Traders on the NYSE floor, October 21, 2022.

Source: New York SE

S&P 500 futures fell slightly on Sunday night before another string of retail gains ushered in a shortened week for the Thanksgiving holiday.

Futures linked to the broad market index were down 0.1%. Dow Jones Industrial Average futures fell 38 points, or 0.1%. Nasdaq 100 futures traded at the zero line.

The major moving averages each recorded an up day but a down week in the previous trading session. The Dow rose nearly 200 points, or 0.6%. The S&P rose 0.5% and the Nasdaq Composite closed just 0.01% above the zero line.

Investors have pondered the strength of the recent bear market rally that started earlier in the month with October CPI and picked up some traction with last week’s wholesale prices. Traders were keen on news last week from Federal Reserve officials who were less than impressed with the numbers and reassessed their optimism on the possibility of inflation slowing.

Yardeni Research’s Ed Yardeni said he believes the Oct. 12 low is the bottom and the S&P 500 could rise to nearly 4,300 by the end of the year, he told CNBC on Friday night’s “Closing Bell: Overtime.” The reference index is currently at 3,965.34.

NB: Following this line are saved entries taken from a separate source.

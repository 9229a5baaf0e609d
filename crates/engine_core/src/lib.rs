//! Core types shared by the generator and whatever renders its output.
//!
//! This crate provides the foundational types used across the workspace:
//! - Mesh data handed to the renderer (positions, triangles, colours)
//! - Placement transforms for planets, moons and tree anchors
//! - Wall-clock measurement for generation diagnostics

pub mod mesh;
pub mod time;
pub mod transform;

pub use mesh::*;
pub use time::*;
pub use transform::*;

// Re-export commonly used types
pub use glam::{Mat4, Quat, Vec3};
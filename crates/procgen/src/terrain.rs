//! Terrain displacement: pushes icosphere vertices outward by fractal noise.
//!
//! For each unit-sphere vertex a height `h` is summed over octaves, clamped to
//! a band (default `[0, 0.3]`) and the vertex is scaled by `1 + h`.
//!
//! **Determinism:** coherent kinds draw a single noise seed from the caller's
//! RNG, so a seeded RNG reproduces the terrain exactly. `UniformRandom` draws
//! a fresh sample per vertex and octave with no spatial coherence; it is only
//! reproducible when the caller's RNG is.

use glam::Vec3;
use noise::{NoiseFn, Perlin, Simplex};
use rand::Rng;

/// Default clamp band for terrain height.
pub const DEFAULT_HEIGHT_BAND: (f32, f32) = (0.0, 0.3);

/// Derive a u32 noise seed from a world seed and an offset.
/// Same (seed, offset) always gives the same result.
#[inline]
fn deterministic_noise_seed(seed: u64, offset: u64) -> u32 {
    ((seed.wrapping_add(offset))
        .wrapping_mul(0x9e3779b97f4a7c15_u64)
        .wrapping_add(offset.wrapping_mul(0x6c078965_u64))
        >> 32) as u32
}

/// Which noise field drives the terrain. Exactly one is active.
#[derive(Debug, Clone, Copy, PartialEq, Eq, Default)]
pub enum NoiseKind {
    /// Gradient (Perlin) noise.
    Coherent,
    /// Simplex noise.
    #[default]
    SimplexLike,
    /// Independent uniform samples in `[-1, 1]`; not spatially coherent.
    UniformRandom,
}

/// Fractal noise knobs.
#[derive(Debug, Clone, PartialEq)]
pub struct NoiseParams {
    pub kind: NoiseKind,
    /// Number of octaves summed. Zero yields flat terrain.
    pub octaves: u32,
    /// Base frequency; doubles every octave.
    pub frequency: f64,
    /// Base amplitude divisor; doubles every octave, so later octaves contribute less.
    pub amplitude: f64,
    /// Lower clamp for the summed height.
    pub min_height: f32,
    /// Upper clamp for the summed height.
    pub max_height: f32,
}

impl Default for NoiseParams {
    fn default() -> Self {
        Self {
            kind: NoiseKind::default(),
            octaves: 4,
            frequency: 1.0,
            amplitude: 1.0,
            min_height: DEFAULT_HEIGHT_BAND.0,
            max_height: DEFAULT_HEIGHT_BAND.1,
        }
    }
}

enum Field {
    Perlin(Perlin),
    Simplex(Simplex),
    Uniform,
}

/// A noise field bound to one seed, ready to sample heights.
pub struct TerrainNoise {
    field: Field,
    params: NoiseParams,
}

impl TerrainNoise {
    /// Build the field for `params`, drawing its seed from `rng` when the kind is coherent.
    pub fn new<R: Rng + ?Sized>(params: &NoiseParams, rng: &mut R) -> Self {
        let field = match params.kind {
            NoiseKind::Coherent => Field::Perlin(Perlin::new(deterministic_noise_seed(rng.gen(), 0))),
            NoiseKind::SimplexLike => Field::Simplex(Simplex::new(deterministic_noise_seed(rng.gen(), 1))),
            NoiseKind::UniformRandom => Field::Uniform,
        };
        Self {
            field,
            params: params.clone(),
        }
    }

    fn sample<R: Rng + ?Sized>(&self, p: [f64; 3], rng: &mut R) -> f64 {
        match &self.field {
            Field::Perlin(perlin) => perlin.get(p),
            Field::Simplex(simplex) => simplex.get(p),
            Field::Uniform => rng.gen_range(-1.0..=1.0),
        }
    }

    /// Clamped fractal height at a unit-sphere position.
    pub fn height<R: Rng + ?Sized>(&self, position: Vec3, rng: &mut R) -> f32 {
        let mut frequency = self.params.frequency;
        let mut amplitude = self.params.amplitude;
        let mut sum = 0.0;

        for _ in 0..self.params.octaves {
            let p = [
                position.x as f64 * frequency,
                position.y as f64 * frequency,
                position.z as f64 * frequency,
            ];
            sum += self.sample(p, rng) / amplitude;
            frequency *= 2.0;
            amplitude *= 2.0;
        }

        let (lo, hi) = (self.params.min_height, self.params.max_height);
        // zero amplitude gives 0/0 for a zero sample
        if sum.is_nan() {
            return lo;
        }
        (sum as f32).clamp(lo, hi)
    }
}

/// Displace every vertex radially by its fractal height.
///
/// Returns a new vertex array parallel to `vertices`; the input is untouched.
pub fn displace<R: Rng + ?Sized>(vertices: &[Vec3], params: &NoiseParams, rng: &mut R) -> Vec<Vec3> {
    let noise = TerrainNoise::new(params, rng);
    vertices
        .iter()
        .map(|&v| v * (1.0 + noise.height(v, rng)))
        .collect()
}
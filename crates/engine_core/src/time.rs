//! Wall-clock measurement for generation diagnostics.

use std::time::{Duration, Instant};

/// Measures how long a piece of work took. Purely informational; nothing is enforced.
#[derive(Debug, Clone, Copy)]
pub struct Stopwatch {
    start: Instant,
}

impl Default for Stopwatch {
    fn default() -> Self {
        Self::start()
    }
}

impl Stopwatch {
    /// Start measuring now.
    pub fn start() -> Self {
        Self {
            start: Instant::now(),
        }
    }

    /// Time since `start`.
    pub fn elapsed(&self) -> Duration {
        self.start.elapsed()
    }

    /// Time since `start` in seconds.
    pub fn elapsed_seconds(&self) -> f64 {
        self.elapsed().as_secs_f64()
    }

    /// Run `f`, returning its result and how long it took.
    pub fn time<T>(f: impl FnOnce() -> T) -> (T, Duration) {
        let watch = Self::start();
        let out = f();
        (out, watch.elapsed())
    }
}

#[cfg(test)]
mod tests {
    use super::*;

    #[test]
    fn time_returns_closure_result() {
        let (value, elapsed) = Stopwatch::time(|| 21 * 2);
        assert_eq!(value, 42);
        assert!(elapsed < Duration::from_secs(5));
    }

    #[test]
    fn elapsed_is_monotonic() {
        let w = Stopwatch::start();
        let a = w.elapsed();
        let b = w.elapsed();
        assert!(b >= a);
    }
}
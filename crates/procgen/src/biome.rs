//! Biome classification: nearest-site (Voronoi-style) regions on a displaced sphere.
//!
//! A handful of displaced vertices are drawn as biome sites. Every vertex joins
//! the region of its nearest site, unless it sits at or below the water line,
//! in which case it is sea. Land vertices take their region's palette colour
//! with a small per-channel jitter so flat regions don't read as flat shading.

use glam::Vec3;
use rand::Rng;

/// Biome assigned to a single vertex.
#[derive(Debug, Clone, Copy, PartialEq, Eq, Hash)]
pub enum Biome {
    /// Vertex is within the water depth of the planet centre.
    Sea,
    /// Region of the site with this index.
    Land(usize),
}

impl Biome {
    pub fn is_sea(self) -> bool {
        matches!(self, Biome::Sea)
    }

    /// Site index for land, `None` for sea.
    pub fn site(self) -> Option<usize> {
        match self {
            Biome::Sea => None,
            Biome::Land(i) => Some(i),
        }
    }
}

/// Colours for sea and the land regions.
#[derive(Debug, Clone, PartialEq)]
pub struct Palette {
    pub sea: Vec3,
    /// Indexed by site; wraps when there are more sites than colours.
    pub land: Vec<Vec3>,
}

impl Palette {
    /// Grass, sand, snow, jungle, rock.
    pub fn temperate() -> Self {
        Self {
            sea: Vec3::new(0.10, 0.30, 0.75),
            land: vec![
                Vec3::new(0.0, 1.0, 0.0),
                Vec3::new(237.0 / 255.0, 166.0 / 255.0, 66.0 / 255.0),
                Vec3::new(1.0, 1.0, 1.0),
                Vec3::new(0.0, 0.7, 0.0),
                Vec3::new(0.5, 0.5, 0.5),
            ],
        }
    }

    /// Colour for land region `site`.
    pub fn land_color(&self, site: usize) -> Vec3 {
        assert!(!self.land.is_empty(), "palette needs at least one land colour");
        self.land[site % self.land.len()]
    }
}

impl Default for Palette {
    fn default() -> Self {
        Self::temperate()
    }
}

/// Classification knobs.
#[derive(Debug, Clone, PartialEq)]
pub struct BiomeParams {
    /// Number of sites drawn from the vertex set.
    pub site_count: usize,
    /// Vertices at or below this distance from the centre are sea.
    pub water_depth: f32,
    pub palette: Palette,
    /// Maximum per-channel colour offset, in 1/255 steps.
    pub color_jitter: i32,
}

impl Default for BiomeParams {
    fn default() -> Self {
        Self {
            site_count: 5,
            water_depth: 1.05,
            palette: Palette::default(),
            color_jitter: 15,
        }
    }
}

/// Per-vertex classification result; `biomes` and `colors` are parallel to the input vertices.
#[derive(Debug, Clone, PartialEq)]
pub struct BiomeMap {
    pub sites: Vec<Vec3>,
    pub biomes: Vec<Biome>,
    pub colors: Vec<Vec3>,
}

impl BiomeMap {
    /// Number of vertices in each land region, indexed by site.
    pub fn region_sizes(&self) -> Vec<usize> {
        let mut sizes = vec![0; self.sites.len()];
        for site in self.biomes.iter().filter_map(|b| b.site()) {
            sizes[site] += 1;
        }
        sizes
    }

    pub fn sea_count(&self) -> usize {
        self.biomes.iter().filter(|b| b.is_sea()).count()
    }
}

/// Draw `count` site positions uniformly from `vertices`. Duplicates are allowed.
pub fn select_sites<R: Rng + ?Sized>(vertices: &[Vec3], count: usize, rng: &mut R) -> Vec<Vec3> {
    assert!(!vertices.is_empty(), "cannot pick biome sites from an empty vertex set");
    (0..count)
        .map(|_| vertices[rng.gen_range(0..vertices.len())])
        .collect()
}

/// Index of the site nearest to `point`.
///
/// Exact ties are settled uniformly: the `k`-th equidistant site seen replaces
/// the current pick with probability `1/k`.
pub fn nearest_site<R: Rng + ?Sized>(point: Vec3, sites: &[Vec3], rng: &mut R) -> usize {
    assert!(!sites.is_empty(), "nearest_site needs at least one site");
    let mut best = 0;
    let mut best_dist = point.distance(sites[0]);
    let mut ties = 1u32;
    for (i, site) in sites.iter().enumerate().skip(1) {
        let dist = point.distance(*site);
        if dist < best_dist {
            best = i;
            best_dist = dist;
            ties = 1;
        } else if dist == best_dist {
            ties += 1;
            if rng.gen_range(0..ties) == 0 {
                best = i;
            }
        }
    }
    best
}

/// Offset each channel by a random integer in `[-jitter, jitter]` / 255, clamped to `[0, 1]`.
pub fn jitter_color<R: Rng + ?Sized>(base: Vec3, jitter: i32, rng: &mut R) -> Vec3 {
    if jitter <= 0 {
        return base;
    }
    let mut offset = || rng.gen_range(-jitter..=jitter) as f32 / 255.0;
    (base + Vec3::new(offset(), offset(), offset())).clamp(Vec3::ZERO, Vec3::ONE)
}

/// Pick sites from `vertices` and classify every vertex against them.
pub fn classify<R: Rng + ?Sized>(vertices: &[Vec3], params: &BiomeParams, rng: &mut R) -> BiomeMap {
    let sites = select_sites(vertices, params.site_count, rng);
    classify_with_sites(vertices, sites, params, rng)
}

/// Classify every vertex against a given site set.
pub fn classify_with_sites<R: Rng + ?Sized>(
    vertices: &[Vec3],
    sites: Vec<Vec3>,
    params: &BiomeParams,
    rng: &mut R,
) -> BiomeMap {
    let mut biomes = Vec::with_capacity(vertices.len());
    let mut colors = Vec::with_capacity(vertices.len());

    for &v in vertices {
        let site = nearest_site(v, &sites, rng);
        if v.length() <= params.water_depth {
            biomes.push(Biome::Sea);
            colors.push(params.palette.sea);
        } else {
            biomes.push(Biome::Land(site));
            colors.push(jitter_color(params.palette.land_color(site), params.color_jitter, rng));
        }
    }

    BiomeMap { sites, biomes, colors }
}

#[cfg(test)]
mod tests {
    use super::*;
    use crate::icosphere::IcoSphere;
    use crate::terrain::{displace, NoiseParams};
    use rand::rngs::StdRng;
    use rand::SeedableRng;

    #[test]
    fn every_vertex_gets_one_biome_and_colour() {
        let mut rng = StdRng::seed_from_u64(11);
        let sphere = IcoSphere::new(2);
        let displaced = displace(&sphere.vertices, &NoiseParams::default(), &mut rng);
        let params = BiomeParams::default();
        let map = classify(&displaced, &params, &mut rng);

        assert_eq!(map.sites.len(), params.site_count);
        assert_eq!(map.biomes.len(), displaced.len());
        assert_eq!(map.colors.len(), displaced.len());
        for b in &map.biomes {
            match b {
                Biome::Sea => {}
                Biome::Land(i) => assert!(*i < params.site_count),
            }
        }
        assert_eq!(map.region_sizes().iter().sum::<usize>() + map.sea_count(), displaced.len());
    }

    #[test]
    fn water_depth_overrides_nearest_site() {
        let mut rng = StdRng::seed_from_u64(0);
        let sites = vec![Vec3::new(1.0, 0.0, 0.0), Vec3::new(-1.2, 0.0, 0.0)];
        // Sits right on site 0 but below the water line.
        let shallow = Vec3::new(1.0, 0.0, 0.0);
        let high = Vec3::new(-1.2, 0.0, 0.0);
        let params = BiomeParams {
            water_depth: 1.05,
            ..Default::default()
        };
        let map = classify_with_sites(&[shallow, high], sites, &params, &mut rng);
        assert_eq!(map.biomes[0], Biome::Sea);
        assert_eq!(map.colors[0], params.palette.sea);
        assert_eq!(map.biomes[1], Biome::Land(1));
    }

    #[test]
    fn vertex_exactly_at_water_depth_is_sea() {
        let mut rng = StdRng::seed_from_u64(0);
        let params = BiomeParams {
            water_depth: 1.1,
            ..Default::default()
        };
        let v = Vec3::new(0.0, 1.1, 0.0);
        let map = classify_with_sites(&[v], vec![v], &params, &mut rng);
        assert_eq!(map.biomes[0], Biome::Sea);
    }

    #[test]
    fn equidistant_sites_are_both_chosen_over_many_draws() {
        let mut rng = StdRng::seed_from_u64(123);
        let sites = [Vec3::X, -Vec3::X];
        let mut seen = [false; 2];
        for _ in 0..64 {
            seen[nearest_site(Vec3::Y, &sites, &mut rng)] = true;
        }
        assert_eq!(seen, [true, true]);
    }

    #[test]
    fn duplicate_sites_share_ties_evenly() {
        let mut rng = StdRng::seed_from_u64(5);
        let sites = [Vec3::X; 3];
        let mut counts = [0usize; 3];
        for _ in 0..3000 {
            counts[nearest_site(Vec3::Y, &sites, &mut rng)] += 1;
        }
        for c in counts {
            assert!((850..=1150).contains(&c), "uneven tie split: {:?}", counts);
        }
    }

    #[test]
    fn nearest_site_without_ties_is_exact() {
        let mut rng = StdRng::seed_from_u64(1);
        let sites = [Vec3::X, Vec3::Y, Vec3::Z];
        assert_eq!(nearest_site(Vec3::new(0.1, 0.0, 0.9), &sites, &mut rng), 2);
    }

    #[test]
    fn jitter_stays_within_range_and_clamped() {
        let mut rng = StdRng::seed_from_u64(5);
        let base = Vec3::new(0.0, 0.5, 1.0);
        for _ in 0..200 {
            let c = jitter_color(base, 15, &mut rng);
            assert!((c - base).abs().max_element() <= 15.0 / 255.0 + 1e-6);
            assert!(c.min_element() >= 0.0 && c.max_element() <= 1.0);
        }
    }

    #[test]
    fn land_colours_wrap_around_palette() {
        let p = Palette::temperate();
        assert_eq!(p.land_color(p.land.len()), p.land[0]);
    }

    #[test]
    #[should_panic]
    fn selecting_sites_from_nothing_panics() {
        let mut rng = StdRng::seed_from_u64(0);
        let _ = select_sites(&[], 5, &mut rng);
    }
}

“What makes the big difference in the market is the resilience of the economy, that’s been spectacular,” he said. “Everyone has been debating whether we are going to have a soft landing or a hard landing – now there is no landing at all. The consumer has not understood the recession memo and continues to spend.”

Retail sales rose in October, but at the corporate level, Target reported slowing demand and Amazon said it would lay off 10,000 workers — despite Home Depot and Walmart reporting strong results.

“Despite what holiday spending may suggest, retail stocks tend to be in the top three in November, but in the bottom three in December and somewhere in the middle in January,” said Liz Young, SoFi’s chief investment strategist. said in a note this weekend.

“Seasonality has a place in market analysis and has some predictive power. But the power of the business cycle is stronger regardless of the time of year,” she added. “With 375 basis points of Fed rate hikes to date, an inverted yield curve, inflation spikes and commodity prices still part of the narrative, we can almost conclude that we are late in the business cycle.”

This week, a historically quiet week leading up to Thanksgiving, investors will be preoccupied with a different set of retail gains to digest ahead of the start of the post-holiday shopping season. Best Buy, Nordstrom, Dick’s Sporting Goods and Dollar Tree are among the companies on deck.

Investors will also get a barrage of economic reports, including durable goods, new home sales, jobless claims and consumer sentiment, as well as the release of minutes from the Federal Reserve’s last meeting.

The coming week is short. The market is closed on Thursday for Thanksgiving. On Friday, the stock market closes at 1:00 p.m. ET and the bond market closes at 2:00 p.m. ET.